Increasingly, consumers exchange goods and services with other consumers over the Internet or another network. A seller might list information associated with a good or service he or she wishes to sell on an Internet web site. A potential buyer can review the information and contact the seller via the Internet or offline to arrange the purchase of the good or service. Some Internet web sites require the buyer to submit payment for the good or service to the web site provider. The website provider, after verifying acceptable payment, instructs the seller to send the good or provide the service to the buyer.
Buyers and sellers entering these types of transactions, both online and offline, do not personally know each other typically and, thus, experience a certain level of risk that one of the parties will not or cannot perform the obligations he or she promises during the transaction. For example, a buyer might represent that he or she has the necessary financial resources to complete a transaction, causing the seller to remove goods or services from a listing service in anticipation of selling them to the buyer, even when the buyer does not have such resources.
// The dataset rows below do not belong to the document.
// SPDX-License-Identifier: Apache-2.0 OR MIT
// Copyright (c) 2025-2026 naskel.com

//! Container adapters. Lists encode as bare leaf arrays; tuples and
//! dicts need a factory so the decoder can restore the exact container
//! kind (`builtins.tuple` takes its elements positionally, `builtins.dict`
//! takes its entries through the keyword catch-all).

use crate::codec::{Codec, CodecBuilder};
use crate::encode::encode_value;
use crate::envelope::{CallDescriptor, Envelope, InstanceEnvelope};
use crate::error::{CodecError, Result};
use crate::registry::EncodeTarget;
use crate::resolve::{CallArgs, FactoryError, TypeEntry};
use crate::value::Value;

pub fn register(builder: &mut CodecBuilder) {
    builder
        .register_encoder(EncodeTarget::List, encode_list)
        .register_encoder(EncodeTarget::Tuple, encode_tuple)
        .register_encoder(EncodeTarget::Dict, encode_dict)
        .register_type(TypeEntry::new("tuple", "builtins").with_construct(tuple_construct))
        .register_type(TypeEntry::new("dict", "builtins").with_construct(dict_construct));
}

fn unexpected(value: &Value) -> CodecError {
    CodecError::UnsupportedType(value.category().to_string())
}

fn encode_items(codec: &Codec, items: &[Value]) -> Result<Envelope> {
    let encoded: Result<Vec<Envelope>> = items.iter().map(|v| encode_value(codec, v)).collect();
    Ok(Envelope::array(encoded?))
}

fn encode_list(codec: &Codec, value: &Value) -> Result<Envelope> {
    match value {
        Value::List(items) => encode_items(codec, items),
        other => Err(unexpected(other)),
    }
}

fn encode_tuple(codec: &Codec, value: &Value) -> Result<Envelope> {
    match value {
        Value::Tuple(items) => Ok(InstanceEnvelope::new("tuple", "builtins")
            .with_factory(
                CallDescriptor::new("builtins", "tuple").posonly(encode_items(codec, items)?),
            )
            .into_envelope()),
        other => Err(unexpected(other)),
    }
}

fn encode_dict(codec: &Codec, value: &Value) -> Result<Envelope> {
    match value {
        Value::Dict(entries) => {
            let mut factory = CallDescriptor::new("builtins", "dict");
            for (key, entry) in entries {
                factory = factory.varkw(key.clone(), encode_value(codec, entry)?);
            }
            Ok(InstanceEnvelope::new("dict", "builtins")
                .with_factory(factory)
                .into_envelope())
        }
        other => Err(unexpected(other)),
    }
}

/// `builtins.tuple`: one positional, the element sequence.
fn tuple_construct(_codec: &Codec, args: CallArgs) -> std::result::Result<Value, FactoryError> {
    match args.pos_arg(0)? {
        Value::List(items) | Value::Tuple(items) => Ok(Value::Tuple(items.clone())),
        other => Err(FactoryError::new(format!(
            "cannot build a tuple from {}",
            other.category()
        ))),
    }
}

/// `builtins.dict`: entries arrive as keyword arguments.
fn dict_construct(_codec: &Codec, args: CallArgs) -> std::result::Result<Value, FactoryError> {
    if !args.pos.is_empty() {
        return Err(FactoryError::new("dict factory takes no positionals"));
    }
    Ok(Value::Dict(args.kw))
}
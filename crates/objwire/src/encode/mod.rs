// SPDX-License-Identifier: Apache-2.0 OR MIT
// Copyright (c) 2025-2026 naskel.com

//! Encoder traversal.
//!
//! Depth-first, pre-order on containers: dispatch builds the outer
//! envelope stub for a composite value, and the selected strategy
//! recursively encodes every child value it collects. A failure deep in a
//! child aborts the whole tree; no partial envelope is ever returned.

use crate::codec::Codec;
use crate::envelope::{self, Envelope};
use crate::error::Result;
use crate::value::Value;

/// Encode a value into an envelope tree.
///
/// Propagates [`crate::CodecError::UnsupportedType`] unchanged from
/// dispatch; has no side effects beyond building the return value.
pub fn encode_value(codec: &Codec, value: &Value) -> Result<Envelope> {
    let encoder = codec.registry().dispatch(value)?;
    encoder(codec, value)
}

/// Encode a value to wire text.
pub fn encode_text(codec: &Codec, value: &Value) -> Result<String> {
    envelope::to_text(&encode_value(codec, value)?)
}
A potential buyer might indicate an interest in a seller's house that causes the seller to take time to arrange a showing of the seller's house to the potential buyer when, in fact, the potential buyer does not have the financial resources to purchase the seller's house. Sellers of services such as childcare may have a track record of failing to adequately perform the service or have a criminal or otherwise questionable background that would cause the buyer of the services to select a different service provider. Sellers of goods could have a history of failing to provide the goods to the buyers after receiving payment for the goods.
Such information may be unavailable to a party involved with a transaction. Without such information, buyers and sellers are assuming a certain level of risk. Some transaction systems provide information about a seller's past performance with other buyers using the system. For example, Amazon's® seller rating system allows buyers who have purchased goods from the seller to rate and post comments about the seller's performance during the transaction. Potential buyers can review the ratings and feedback in determining whether to enter a transaction with the buyer. Such systems, however, do not provide a rating system based on objective data such as credit score, criminal record, employment history, and/or income history that can help the party to determine the risk associated with entering a transaction with the other party.
A system and method is desirable in which a risk rating associated with a subject can be determined. A system and method is also desirable that can provide the risk rating to a party contemplating entering into a transaction with the individual associated with the risk rating. A system and method is also desirable for providing a transaction guarantee that includes a certain level of insurance that would compensate the other party involved in the transaction if the individual for whom the risk rating is determined fails to perform his or her obligations under the transaction.